The expected answer is a copy of every line in the listing that has the word "created".

● RECORDS FOR THE TASK
↓

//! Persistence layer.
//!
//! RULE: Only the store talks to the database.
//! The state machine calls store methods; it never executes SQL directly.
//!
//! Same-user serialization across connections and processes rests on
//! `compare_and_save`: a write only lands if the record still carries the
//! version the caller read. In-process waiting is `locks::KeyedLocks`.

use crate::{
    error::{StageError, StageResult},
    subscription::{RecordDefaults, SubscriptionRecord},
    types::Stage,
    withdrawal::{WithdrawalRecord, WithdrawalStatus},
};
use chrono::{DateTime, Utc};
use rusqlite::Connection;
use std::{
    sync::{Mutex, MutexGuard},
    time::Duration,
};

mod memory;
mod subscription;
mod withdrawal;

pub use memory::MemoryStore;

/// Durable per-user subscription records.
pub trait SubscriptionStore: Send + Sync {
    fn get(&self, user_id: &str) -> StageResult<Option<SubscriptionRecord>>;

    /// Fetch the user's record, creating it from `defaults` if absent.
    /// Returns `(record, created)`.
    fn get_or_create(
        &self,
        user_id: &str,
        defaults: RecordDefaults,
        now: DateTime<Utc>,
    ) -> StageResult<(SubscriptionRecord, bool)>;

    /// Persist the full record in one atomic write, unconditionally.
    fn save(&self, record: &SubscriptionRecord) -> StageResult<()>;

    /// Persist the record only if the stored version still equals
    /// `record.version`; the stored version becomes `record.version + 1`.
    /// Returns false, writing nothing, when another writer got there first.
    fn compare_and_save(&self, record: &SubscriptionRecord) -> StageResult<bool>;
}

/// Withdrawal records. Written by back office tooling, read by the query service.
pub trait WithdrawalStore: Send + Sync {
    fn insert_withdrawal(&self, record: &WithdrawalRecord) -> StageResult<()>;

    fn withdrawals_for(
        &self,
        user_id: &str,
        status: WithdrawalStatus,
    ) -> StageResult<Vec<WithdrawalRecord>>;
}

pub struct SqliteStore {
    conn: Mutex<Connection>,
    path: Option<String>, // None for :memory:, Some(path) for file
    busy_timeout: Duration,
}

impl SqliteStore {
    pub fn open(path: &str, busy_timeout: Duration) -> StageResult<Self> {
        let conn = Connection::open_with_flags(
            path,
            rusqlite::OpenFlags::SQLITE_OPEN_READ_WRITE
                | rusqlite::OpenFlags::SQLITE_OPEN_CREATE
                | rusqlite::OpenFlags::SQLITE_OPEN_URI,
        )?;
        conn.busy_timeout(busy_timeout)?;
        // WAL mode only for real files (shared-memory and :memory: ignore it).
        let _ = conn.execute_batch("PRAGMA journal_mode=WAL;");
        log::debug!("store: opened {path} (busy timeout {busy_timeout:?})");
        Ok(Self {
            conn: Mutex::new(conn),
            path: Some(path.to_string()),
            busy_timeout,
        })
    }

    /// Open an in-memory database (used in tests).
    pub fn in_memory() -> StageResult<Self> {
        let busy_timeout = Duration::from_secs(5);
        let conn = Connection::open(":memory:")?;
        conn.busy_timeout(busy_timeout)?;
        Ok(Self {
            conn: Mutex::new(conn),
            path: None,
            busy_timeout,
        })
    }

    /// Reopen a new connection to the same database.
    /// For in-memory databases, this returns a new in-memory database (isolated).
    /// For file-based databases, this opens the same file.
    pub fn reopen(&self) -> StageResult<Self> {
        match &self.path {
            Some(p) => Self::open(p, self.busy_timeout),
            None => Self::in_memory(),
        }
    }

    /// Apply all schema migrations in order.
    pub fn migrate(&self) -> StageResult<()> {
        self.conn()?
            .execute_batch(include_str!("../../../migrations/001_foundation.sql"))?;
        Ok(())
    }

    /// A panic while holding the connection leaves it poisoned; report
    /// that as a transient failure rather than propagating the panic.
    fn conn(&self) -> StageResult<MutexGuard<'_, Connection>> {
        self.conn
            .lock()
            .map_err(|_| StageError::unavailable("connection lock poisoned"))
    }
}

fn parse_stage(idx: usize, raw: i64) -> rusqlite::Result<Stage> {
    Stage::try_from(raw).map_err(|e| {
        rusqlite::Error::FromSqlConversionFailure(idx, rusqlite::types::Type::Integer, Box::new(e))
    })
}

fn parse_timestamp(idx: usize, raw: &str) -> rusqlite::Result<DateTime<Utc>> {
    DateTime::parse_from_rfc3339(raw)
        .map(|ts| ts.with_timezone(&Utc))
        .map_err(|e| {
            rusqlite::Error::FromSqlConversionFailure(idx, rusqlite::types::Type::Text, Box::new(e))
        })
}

↑
↓

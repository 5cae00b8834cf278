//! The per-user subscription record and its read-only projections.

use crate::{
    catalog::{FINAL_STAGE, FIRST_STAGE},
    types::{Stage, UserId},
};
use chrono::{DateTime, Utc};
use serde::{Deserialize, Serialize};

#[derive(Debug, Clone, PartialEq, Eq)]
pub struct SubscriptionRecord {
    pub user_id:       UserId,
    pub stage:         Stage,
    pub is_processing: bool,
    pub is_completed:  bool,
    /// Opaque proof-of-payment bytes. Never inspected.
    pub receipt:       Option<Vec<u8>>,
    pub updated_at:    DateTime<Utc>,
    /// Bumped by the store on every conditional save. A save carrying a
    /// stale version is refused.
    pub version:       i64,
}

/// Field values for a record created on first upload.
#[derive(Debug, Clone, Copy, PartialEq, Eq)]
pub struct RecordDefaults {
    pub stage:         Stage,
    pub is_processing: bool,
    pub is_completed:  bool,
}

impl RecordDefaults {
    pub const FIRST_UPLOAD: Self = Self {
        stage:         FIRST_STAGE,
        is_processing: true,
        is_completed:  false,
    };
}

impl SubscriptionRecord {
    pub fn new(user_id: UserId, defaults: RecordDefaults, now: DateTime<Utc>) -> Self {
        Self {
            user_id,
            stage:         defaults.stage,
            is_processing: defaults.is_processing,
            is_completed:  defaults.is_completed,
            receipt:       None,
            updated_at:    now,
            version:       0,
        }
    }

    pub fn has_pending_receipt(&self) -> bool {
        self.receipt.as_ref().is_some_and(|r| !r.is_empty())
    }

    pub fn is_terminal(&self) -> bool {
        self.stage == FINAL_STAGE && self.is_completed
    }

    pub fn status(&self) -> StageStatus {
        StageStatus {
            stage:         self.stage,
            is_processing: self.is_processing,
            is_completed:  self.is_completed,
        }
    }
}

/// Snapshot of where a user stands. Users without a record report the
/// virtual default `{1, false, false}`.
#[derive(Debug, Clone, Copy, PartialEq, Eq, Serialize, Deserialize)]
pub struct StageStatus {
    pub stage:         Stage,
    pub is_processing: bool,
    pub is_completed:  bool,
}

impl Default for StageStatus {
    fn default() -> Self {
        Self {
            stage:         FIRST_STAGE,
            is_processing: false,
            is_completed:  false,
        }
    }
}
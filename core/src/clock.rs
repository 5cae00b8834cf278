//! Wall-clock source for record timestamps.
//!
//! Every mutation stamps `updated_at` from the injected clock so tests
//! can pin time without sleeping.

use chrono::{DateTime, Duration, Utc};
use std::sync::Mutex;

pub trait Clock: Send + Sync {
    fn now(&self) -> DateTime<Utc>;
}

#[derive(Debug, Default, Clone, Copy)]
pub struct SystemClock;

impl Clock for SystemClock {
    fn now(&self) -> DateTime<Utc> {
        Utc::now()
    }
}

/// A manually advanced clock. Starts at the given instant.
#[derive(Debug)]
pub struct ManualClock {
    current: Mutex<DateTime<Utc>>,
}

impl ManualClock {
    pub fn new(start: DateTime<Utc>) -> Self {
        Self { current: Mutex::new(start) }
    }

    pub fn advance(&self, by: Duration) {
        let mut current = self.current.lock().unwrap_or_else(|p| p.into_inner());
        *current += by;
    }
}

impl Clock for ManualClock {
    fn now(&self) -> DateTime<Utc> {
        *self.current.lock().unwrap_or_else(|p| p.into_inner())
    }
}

↑
↓

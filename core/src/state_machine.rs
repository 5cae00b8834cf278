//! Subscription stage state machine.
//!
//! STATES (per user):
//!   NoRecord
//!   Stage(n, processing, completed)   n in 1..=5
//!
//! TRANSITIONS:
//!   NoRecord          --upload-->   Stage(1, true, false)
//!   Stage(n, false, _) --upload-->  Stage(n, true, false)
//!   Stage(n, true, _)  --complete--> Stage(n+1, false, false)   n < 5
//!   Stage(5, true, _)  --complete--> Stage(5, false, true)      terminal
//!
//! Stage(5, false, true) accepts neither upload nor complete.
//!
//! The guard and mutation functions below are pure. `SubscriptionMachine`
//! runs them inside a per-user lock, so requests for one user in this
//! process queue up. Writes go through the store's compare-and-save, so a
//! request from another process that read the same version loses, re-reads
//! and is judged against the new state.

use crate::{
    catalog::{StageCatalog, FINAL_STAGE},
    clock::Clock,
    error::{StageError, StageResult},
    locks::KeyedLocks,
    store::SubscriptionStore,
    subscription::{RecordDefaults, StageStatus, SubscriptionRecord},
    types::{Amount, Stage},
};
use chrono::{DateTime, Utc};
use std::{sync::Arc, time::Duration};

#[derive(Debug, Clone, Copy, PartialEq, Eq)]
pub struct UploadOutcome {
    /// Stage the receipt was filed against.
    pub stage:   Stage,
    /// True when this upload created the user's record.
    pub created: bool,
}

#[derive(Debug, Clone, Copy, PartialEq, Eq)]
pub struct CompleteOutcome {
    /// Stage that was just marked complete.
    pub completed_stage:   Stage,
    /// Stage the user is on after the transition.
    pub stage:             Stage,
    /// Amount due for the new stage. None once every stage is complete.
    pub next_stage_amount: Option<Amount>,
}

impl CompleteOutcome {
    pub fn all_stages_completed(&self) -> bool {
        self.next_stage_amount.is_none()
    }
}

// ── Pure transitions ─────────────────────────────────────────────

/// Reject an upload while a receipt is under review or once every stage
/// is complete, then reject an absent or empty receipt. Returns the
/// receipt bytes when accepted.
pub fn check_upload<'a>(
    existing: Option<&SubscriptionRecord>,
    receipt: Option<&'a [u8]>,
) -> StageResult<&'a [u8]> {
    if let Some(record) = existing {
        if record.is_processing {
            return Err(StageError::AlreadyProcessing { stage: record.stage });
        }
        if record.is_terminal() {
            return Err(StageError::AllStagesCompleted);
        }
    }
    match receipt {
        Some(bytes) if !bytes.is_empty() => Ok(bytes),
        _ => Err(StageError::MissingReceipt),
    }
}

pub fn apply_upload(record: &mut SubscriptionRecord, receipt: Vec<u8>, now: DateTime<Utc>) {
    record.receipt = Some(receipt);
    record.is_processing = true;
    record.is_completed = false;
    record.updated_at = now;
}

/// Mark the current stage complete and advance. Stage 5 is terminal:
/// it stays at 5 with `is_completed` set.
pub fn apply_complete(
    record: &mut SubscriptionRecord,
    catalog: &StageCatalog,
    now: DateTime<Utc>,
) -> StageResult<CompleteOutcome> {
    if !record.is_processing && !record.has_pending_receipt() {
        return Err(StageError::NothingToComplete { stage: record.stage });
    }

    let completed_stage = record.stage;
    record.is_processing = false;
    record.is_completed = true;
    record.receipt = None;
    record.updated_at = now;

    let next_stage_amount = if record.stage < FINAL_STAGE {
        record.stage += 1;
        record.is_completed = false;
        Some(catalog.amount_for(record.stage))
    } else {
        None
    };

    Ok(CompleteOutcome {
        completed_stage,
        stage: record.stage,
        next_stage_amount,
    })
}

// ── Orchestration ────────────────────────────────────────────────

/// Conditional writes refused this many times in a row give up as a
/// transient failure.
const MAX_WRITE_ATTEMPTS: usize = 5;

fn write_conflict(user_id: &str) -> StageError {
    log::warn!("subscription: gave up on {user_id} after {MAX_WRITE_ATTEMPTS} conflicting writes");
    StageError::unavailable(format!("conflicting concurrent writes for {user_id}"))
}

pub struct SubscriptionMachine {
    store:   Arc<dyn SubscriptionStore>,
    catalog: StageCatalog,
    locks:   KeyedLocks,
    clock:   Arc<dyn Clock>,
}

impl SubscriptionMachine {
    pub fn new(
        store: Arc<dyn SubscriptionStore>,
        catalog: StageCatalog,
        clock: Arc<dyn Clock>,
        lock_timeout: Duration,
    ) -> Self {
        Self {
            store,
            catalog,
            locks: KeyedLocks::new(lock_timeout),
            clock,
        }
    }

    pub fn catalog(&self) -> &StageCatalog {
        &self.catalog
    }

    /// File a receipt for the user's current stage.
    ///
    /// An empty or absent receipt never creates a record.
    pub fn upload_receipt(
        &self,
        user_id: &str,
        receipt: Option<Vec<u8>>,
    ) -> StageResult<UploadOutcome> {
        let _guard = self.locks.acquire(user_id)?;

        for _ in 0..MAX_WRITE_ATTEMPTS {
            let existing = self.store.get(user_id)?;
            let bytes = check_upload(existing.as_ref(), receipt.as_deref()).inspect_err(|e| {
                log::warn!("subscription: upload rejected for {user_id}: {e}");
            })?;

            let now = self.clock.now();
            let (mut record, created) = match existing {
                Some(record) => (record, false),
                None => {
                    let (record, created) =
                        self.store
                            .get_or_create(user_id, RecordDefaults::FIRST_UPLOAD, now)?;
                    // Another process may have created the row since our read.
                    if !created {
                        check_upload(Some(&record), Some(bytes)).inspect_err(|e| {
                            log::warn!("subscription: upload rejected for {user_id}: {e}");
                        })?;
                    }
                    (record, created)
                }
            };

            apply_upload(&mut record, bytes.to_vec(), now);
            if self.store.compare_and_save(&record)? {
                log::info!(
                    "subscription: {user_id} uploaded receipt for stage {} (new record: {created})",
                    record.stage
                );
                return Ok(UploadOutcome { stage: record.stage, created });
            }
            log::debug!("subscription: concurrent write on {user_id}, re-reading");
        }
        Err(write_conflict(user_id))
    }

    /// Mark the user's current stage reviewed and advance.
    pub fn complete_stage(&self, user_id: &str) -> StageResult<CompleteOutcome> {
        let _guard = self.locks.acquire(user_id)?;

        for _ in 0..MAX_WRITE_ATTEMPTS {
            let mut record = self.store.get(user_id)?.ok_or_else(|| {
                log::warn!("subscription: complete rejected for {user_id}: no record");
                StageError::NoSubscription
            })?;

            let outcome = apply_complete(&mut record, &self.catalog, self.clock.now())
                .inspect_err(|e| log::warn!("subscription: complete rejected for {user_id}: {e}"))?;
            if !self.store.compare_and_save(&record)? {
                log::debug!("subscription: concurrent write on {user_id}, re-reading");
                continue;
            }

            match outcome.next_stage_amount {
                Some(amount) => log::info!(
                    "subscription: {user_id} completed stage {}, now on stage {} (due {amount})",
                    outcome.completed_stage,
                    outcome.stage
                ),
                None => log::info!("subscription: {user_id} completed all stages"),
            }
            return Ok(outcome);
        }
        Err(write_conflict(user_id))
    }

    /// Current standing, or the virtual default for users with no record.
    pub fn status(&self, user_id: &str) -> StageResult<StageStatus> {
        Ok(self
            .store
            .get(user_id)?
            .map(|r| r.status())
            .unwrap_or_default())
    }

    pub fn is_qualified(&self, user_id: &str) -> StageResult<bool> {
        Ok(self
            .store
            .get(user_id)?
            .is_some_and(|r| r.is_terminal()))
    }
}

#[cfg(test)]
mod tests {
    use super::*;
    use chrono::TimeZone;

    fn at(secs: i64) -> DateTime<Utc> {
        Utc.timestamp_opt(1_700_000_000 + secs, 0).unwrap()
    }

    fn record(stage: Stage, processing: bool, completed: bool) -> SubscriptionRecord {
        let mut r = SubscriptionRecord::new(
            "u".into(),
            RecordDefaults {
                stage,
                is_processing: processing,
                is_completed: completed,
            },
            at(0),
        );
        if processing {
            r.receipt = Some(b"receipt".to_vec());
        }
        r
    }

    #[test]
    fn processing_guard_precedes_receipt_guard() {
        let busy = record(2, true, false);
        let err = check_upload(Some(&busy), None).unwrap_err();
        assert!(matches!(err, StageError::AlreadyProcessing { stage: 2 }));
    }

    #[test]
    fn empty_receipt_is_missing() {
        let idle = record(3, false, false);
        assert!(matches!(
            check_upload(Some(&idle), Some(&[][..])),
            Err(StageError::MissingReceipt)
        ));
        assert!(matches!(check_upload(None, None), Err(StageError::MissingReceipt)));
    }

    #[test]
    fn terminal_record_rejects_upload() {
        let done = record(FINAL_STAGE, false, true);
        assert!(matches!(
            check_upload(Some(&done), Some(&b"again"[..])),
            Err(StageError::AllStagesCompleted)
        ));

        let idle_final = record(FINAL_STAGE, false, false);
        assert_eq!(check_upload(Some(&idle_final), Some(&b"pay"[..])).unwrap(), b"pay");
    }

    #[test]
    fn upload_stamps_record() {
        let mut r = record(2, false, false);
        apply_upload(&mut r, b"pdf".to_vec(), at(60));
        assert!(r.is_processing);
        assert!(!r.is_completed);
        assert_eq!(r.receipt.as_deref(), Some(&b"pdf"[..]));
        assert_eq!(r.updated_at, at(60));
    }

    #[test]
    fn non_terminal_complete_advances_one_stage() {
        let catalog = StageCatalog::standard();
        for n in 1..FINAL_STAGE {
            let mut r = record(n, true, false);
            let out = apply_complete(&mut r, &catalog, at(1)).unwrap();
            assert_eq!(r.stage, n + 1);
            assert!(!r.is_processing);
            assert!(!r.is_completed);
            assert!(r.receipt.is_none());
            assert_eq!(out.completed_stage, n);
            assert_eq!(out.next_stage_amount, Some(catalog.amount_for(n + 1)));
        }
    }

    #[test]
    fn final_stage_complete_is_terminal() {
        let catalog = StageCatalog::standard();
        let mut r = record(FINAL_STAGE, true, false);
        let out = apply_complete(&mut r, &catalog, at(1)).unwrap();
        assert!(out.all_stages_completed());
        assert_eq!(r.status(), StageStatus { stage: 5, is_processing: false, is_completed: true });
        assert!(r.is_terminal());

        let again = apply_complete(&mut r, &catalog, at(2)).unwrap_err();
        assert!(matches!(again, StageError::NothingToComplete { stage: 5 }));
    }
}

↑

● EXERCISE OUTPUT
    /// Returns `(record, created)`.
/// Field values for a record created on first upload.
    /// True when this upload created the user's record.
    pub created: bool,
            let (mut record, created) = match existing {
                    let (record, created) =
                    // Another process may have created the row since our read.
                    if !created {
                    (record, created)
                    "subscription: {user_id} uploaded receipt for stage {} (new record: {created})",
                return Ok(UploadOutcome { stage: record.stage, created });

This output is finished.